Problem details
Each of the entries should be output exactly, with nothing left out.

[Saved entries]
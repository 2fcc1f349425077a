//! Helpers for explicit network byte-order conversions.
//!
//! Frame headers mix field widths that `bytes::Buf` does not cover directly
//! (24-bit lengths, 31-bit stream identifiers with a reserved high bit). These
//! helpers keep that bit twiddling in one place so the codec can stay explicit
//! about wire endianness.

/// Largest value representable in a 24-bit length field.
pub const MAX_U24: u32 = 0x00ff_ffff;

/// Mask selecting the 31 usable bits of a stream identifier or window increment.
pub const U31_MASK: u32 = 0x7fff_ffff;

/// Serialise the low 24 bits of `value` in network byte order.
///
/// # Examples
///
/// ```
/// use muxwire::byte_order::write_network_u24;
///
/// assert_eq!(write_network_u24(0x12_3456), [0x12, 0x34, 0x56]);
/// ```
#[must_use]
pub fn write_network_u24(value: u32) -> [u8; 3] {
    #[expect(
        clippy::big_endian_bytes,
        reason = "Network byte order requires big-endian bytes."
    )]
    let [_, hi, mid, lo] = (value & MAX_U24).to_be_bytes();
    [hi, mid, lo]
}

/// Parse a network-order 24-bit unsigned integer.
///
/// # Examples
///
/// ```
/// use muxwire::byte_order::read_network_u24;
///
/// assert_eq!(read_network_u24([0x12, 0x34, 0x56]), 0x12_3456);
/// ```
#[must_use]
pub fn read_network_u24(bytes: [u8; 3]) -> u32 {
    let [hi, mid, lo] = bytes;
    #[expect(
        clippy::big_endian_bytes,
        reason = "Network byte order requires big-endian bytes."
    )]
    let value = u32::from_be_bytes([0, hi, mid, lo]);
    value
}

/// Parse a 31-bit value, discarding the reserved high bit.
///
/// Returns the value and whether the reserved bit was set so callers can
/// decide whether that is a protocol violation.
///
/// # Examples
///
/// ```
/// use muxwire::byte_order::read_network_u31;
///
/// assert_eq!(read_network_u31([0x80, 0, 0, 5]), (5, true));
/// assert_eq!(read_network_u31([0, 0, 0, 5]), (5, false));
/// ```
#[must_use]
pub fn read_network_u31(bytes: [u8; 4]) -> (u32, bool) {
    #[expect(
        clippy::big_endian_bytes,
        reason = "Network byte order requires big-endian bytes."
    )]
    let raw = u32::from_be_bytes(bytes);
    (raw & U31_MASK, raw & !U31_MASK != 0)
}

/// Serialise a 31-bit value with the reserved bit cleared.
///
/// # Examples
///
/// ```
/// use muxwire::byte_order::write_network_u31;
///
/// assert_eq!(write_network_u31(0xffff_ffff), [0x7f, 0xff, 0xff, 0xff]);
/// ```
#[must_use]
pub fn write_network_u31(value: u32) -> [u8; 4] {
    #[expect(
        clippy::big_endian_bytes,
        reason = "Network byte order requires big-endian bytes."
    )]
    let bytes = (value & U31_MASK).to_be_bytes();
    bytes
}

Finished task
repository 2fcc1f349425077a
//! Helpers for explicit network byte-order conversions.
//!
//! Frame headers mix field widths that `bytes::Buf` does not cover directly
//! (24-bit lengths, 31-bit stream identifiers with a reserved high bit). These
//! helpers keep that bit twiddling in one place so the codec can stay explicit
//! about wire endianness.

/// Largest value representable in a 24-bit length field.
pub const MAX_U24: u32 = 0x00ff_ffff;

/// Mask selecting the 31 usable bits of a stream identifier or window increment.
pub const U31_MASK: u32 = 0x7fff_ffff;

/// Serialise the low 24 bits of `value` in network byte order.
///
/// # Examples
///
/// ```
/// use muxwire::byte_order::write_network_u24;
///
/// assert_eq!(write_network_u24(0x12_3456), [0x12, 0x34, 0x56]);
/// ```
#[must_use]
pub fn write_network_u24(value: u32) -> [u8; 3] {
    #[expect(
        clippy::big_endian_bytes,
        reason = "Network byte order requires big-endian bytes."
    )]
    let [_, hi, mid, lo] = (value & MAX_U24).to_be_bytes();
    [hi, mid, lo]
}

/// Parse a network-order 24-bit unsigned integer.
///
/// # Examples
///
/// ```
/// use muxwire::byte_order::read_network_u24;
///
/// assert_eq!(read_network_u24([0x12, 0x34, 0x56]), 0x12_3456);
/// ```
#[must_use]
pub fn read_network_u24(bytes: [u8; 3]) -> u32 {
    let [hi, mid, lo] = bytes;
    #[expect(
        clippy::big_endian_bytes,
        reason = "Network byte order requires big-endian bytes."
    )]
    let value = u32::from_be_bytes([0, hi, mid, lo]);
    value
}

/// Parse a 31-bit value, discarding the reserved high bit.
///
/// Returns the value and whether the reserved bit was set so callers can
/// decide whether that is a protocol violation.
///
/// # Examples
///
/// ```
/// use muxwire::byte_order::read_network_u31;
///
/// assert_eq!(read_network_u31([0x80, 0, 0, 5]), (5, true));
/// assert_eq!(read_network_u31([0, 0, 0, 5]), (5, false));
/// ```
#[must_use]
pub fn read_network_u31(bytes: [u8; 4]) -> (u32, bool) {
    #[expect(
        clippy::big_endian_bytes,
        reason = "Network byte order requires big-endian bytes."
    )]
    let raw = u32::from_be_bytes(bytes);
    (raw & U31_MASK, raw & !U31_MASK != 0)
}

/// Serialise a 31-bit value with the reserved bit cleared.
///
/// # Examples
///
/// ```
/// use muxwire::byte_order::write_network_u31;
///
/// assert_eq!(write_network_u31(0xffff_ffff), [0x7f, 0xff, 0xff, 0xff]);
/// ```
#[must_use]
pub fn write_network_u31(value: u32) -> [u8; 4] {
    #[expect(
        clippy::big_endian_bytes,
        reason = "Network byte order requires big-endian bytes."
    )]
    let bytes = (value & U31_MASK).to_be_bytes();
    bytes
}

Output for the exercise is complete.